-- What you need to do --
Going through the data below, please show each line containing the string "returns".
#####
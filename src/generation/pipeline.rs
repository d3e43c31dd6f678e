//! Denoise invocation.
//!
//! Wires the collaborators together: resolves the transformer, loads the
//! text conditioning and optional image-to-image inputs, builds the sigma
//! schedule, runs the loop with the weights on device and stores the result.

use ndarray::{Array3, Array4};
use serde::{Deserialize, Serialize};
use tracing::{debug, info};

use super::denoise::{DenoiseInputs, DenoiseLoop, LoopState};
use super::guidance::prepare_cfg_scale;
use super::inpaint::prepare_inpaint_mask;
use super::noise::get_noise;
use super::scheduler::{clip_timestep_schedule_fractional, prepare_timesteps, FlowMatchScheduler};
use crate::cache::TensorStore;
use crate::config::ExecutionContext;
use crate::error::Result;
use crate::models::{
    load_text_conditioning, BaseModelType, ConditioningStore, ModelHandle, ModelRegistry,
    ModelType, SizeConditioning, SubModelType,
};
use crate::types::{DenoiseParams, ProgressSink, LATENT_SCALE_FACTOR};

/// Registry name of the CogView4 main model.
const MODEL_NAME: &str = "CogView4";

/// Collaborators available to an invocation.
pub struct InvocationContext<'a> {
    pub models: &'a ModelRegistry,
    pub conditioning: &'a dyn ConditioningStore,
    pub tensors: &'a mut dyn TensorStore,
    pub exec: ExecutionContext,
}

/// Handle to denoised latents in the tensor store.
#[derive(Debug, Clone, PartialEq, Eq, Serialize, Deserialize)]
pub struct LatentsOutput {
    pub latents_name: String,
    /// Pixel width (latent width x 8).
    pub width: usize,
    /// Pixel height (latent height x 8).
    pub height: usize,
    pub seed: u64,
}

/// One text-to-image, image-to-image or inpainting denoise run.
#[derive(Debug, Clone)]
pub struct DenoiseInvocation {
    params: DenoiseParams,
}

impl DenoiseInvocation {
    pub fn new(params: DenoiseParams) -> Self {
        Self { params }
    }

    pub fn params(&self) -> &DenoiseParams {
        &self.params
    }

    /// Runs the denoise step and saves the latents to `ctx.tensors`.
    pub fn invoke<S>(&self, ctx: &mut InvocationContext<'_>, sink: &mut S) -> Result<LatentsOutput>
    where
        S: ProgressSink + ?Sized,
    {
        let latents = self.run_diffusion(ctx, sink)?;
        let latents_name = ctx.tensors.save(&latents)?;

        let shape = latents.shape();
        let output = LatentsOutput {
            latents_name,
            width: shape[3] * LATENT_SCALE_FACTOR,
            height: shape[2] * LATENT_SCALE_FACTOR,
            seed: self.params.seed,
        };
        info!(
            latents = %output.latents_name,
            width = output.width,
            height = output.height,
            seed = output.seed,
            "denoise complete"
        );
        Ok(output)
    }

    /// Runs the denoise step and returns the final latents.
    pub fn run_diffusion<S>(
        &self,
        ctx: &mut InvocationContext<'_>,
        sink: &mut S,
    ) -> Result<Array4<f32>>
    where
        S: ProgressSink + ?Sized,
    {
        let params = &self.params;
        params.validate()?;
        let exec = ctx.exec;

        let transformer = ctx.models.load_by_attrs(
            MODEL_NAME,
            BaseModelType::CogView4,
            ModelType::Main,
            SubModelType::Transformer,
        )?;
        let config = transformer.config();

        let pos_embeds =
            load_text_conditioning(ctx.conditioning, &params.positive_conditioning, exec.precision)?;
        let neg_embeds: Option<Array3<f32>> = params
            .negative_conditioning
            .as_deref()
            .map(|name| load_text_conditioning(ctx.conditioning, name, exec.precision))
            .transpose()?;

        let image_seq_len = params.image_seq_len(config.patch_size);
        let mut scheduler = FlowMatchScheduler::cogview4();
        prepare_timesteps(&mut scheduler, params.steps, image_seq_len)?;
        let timesteps = clip_timestep_schedule_fractional(
            scheduler.sigmas(),
            params.denoising_start,
            params.denoising_end,
        )?;
        let total_steps = timesteps.len() - 1;
        let cfg_scale = prepare_cfg_scale(&params.cfg_scale, total_steps)?;

        info!(
            width = params.width,
            height = params.height,
            steps = total_steps,
            seed = params.seed,
            cfg = params.do_classifier_free_guidance(),
            device = %exec.device,
            precision = %exec.precision,
            "starting denoise"
        );
        debug!(image_seq_len, ?timesteps, "resolved schedule");

        let init_latents = match &params.latents {
            Some(name) => Some(exec.precision.cast(&ctx.tensors.load(name)?)),
            None => None,
        };
        let noise = get_noise(
            1,
            config.in_channels,
            params.height,
            params.width,
            &exec,
            params.seed,
        )?;
        let inpaint_mask = match &params.denoise_mask {
            Some(name) => {
                let mask = ctx.tensors.load(name)?;
                let shape = noise.shape();
                let prepared = prepare_inpaint_mask(&mask, [shape[0], shape[1], shape[2], shape[3]])?;
                Some(exec.precision.cast(&prepared))
            }
            None => None,
        };

        let denoise = DenoiseLoop::new(DenoiseInputs {
            timesteps,
            cfg_scale,
            noise,
            init_latents,
            inpaint_mask,
            pos_embeds,
            neg_embeds,
            precision: exec.precision,
            size: SizeConditioning::uncropped(params.height, params.width),
        })?;

        if denoise.state() == LoopState::Done {
            debug!("no denoising steps in schedule, returning initial latents");
            return Ok(denoise.into_latents());
        }

        run_on_device(&transformer, &exec, denoise, sink)
    }
}

/// Runs `denoise` with the transformer resident on the device.
///
/// The weights are offloaded when this returns, on success and on error.
fn run_on_device<S>(
    transformer: &ModelHandle,
    exec: &ExecutionContext,
    denoise: DenoiseLoop,
    sink: &mut S,
) -> Result<Array4<f32>>
where
    S: ProgressSink + ?Sized,
{
    let mut model = transformer.on_device(exec)?;
    denoise.run(&mut *model, BaseModelType::CogView4, sink)
}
#####
-- Final answer --
    /// Runs the denoise step and returns the final latents.
/// The weights are offloaded when this returns, on success and on error.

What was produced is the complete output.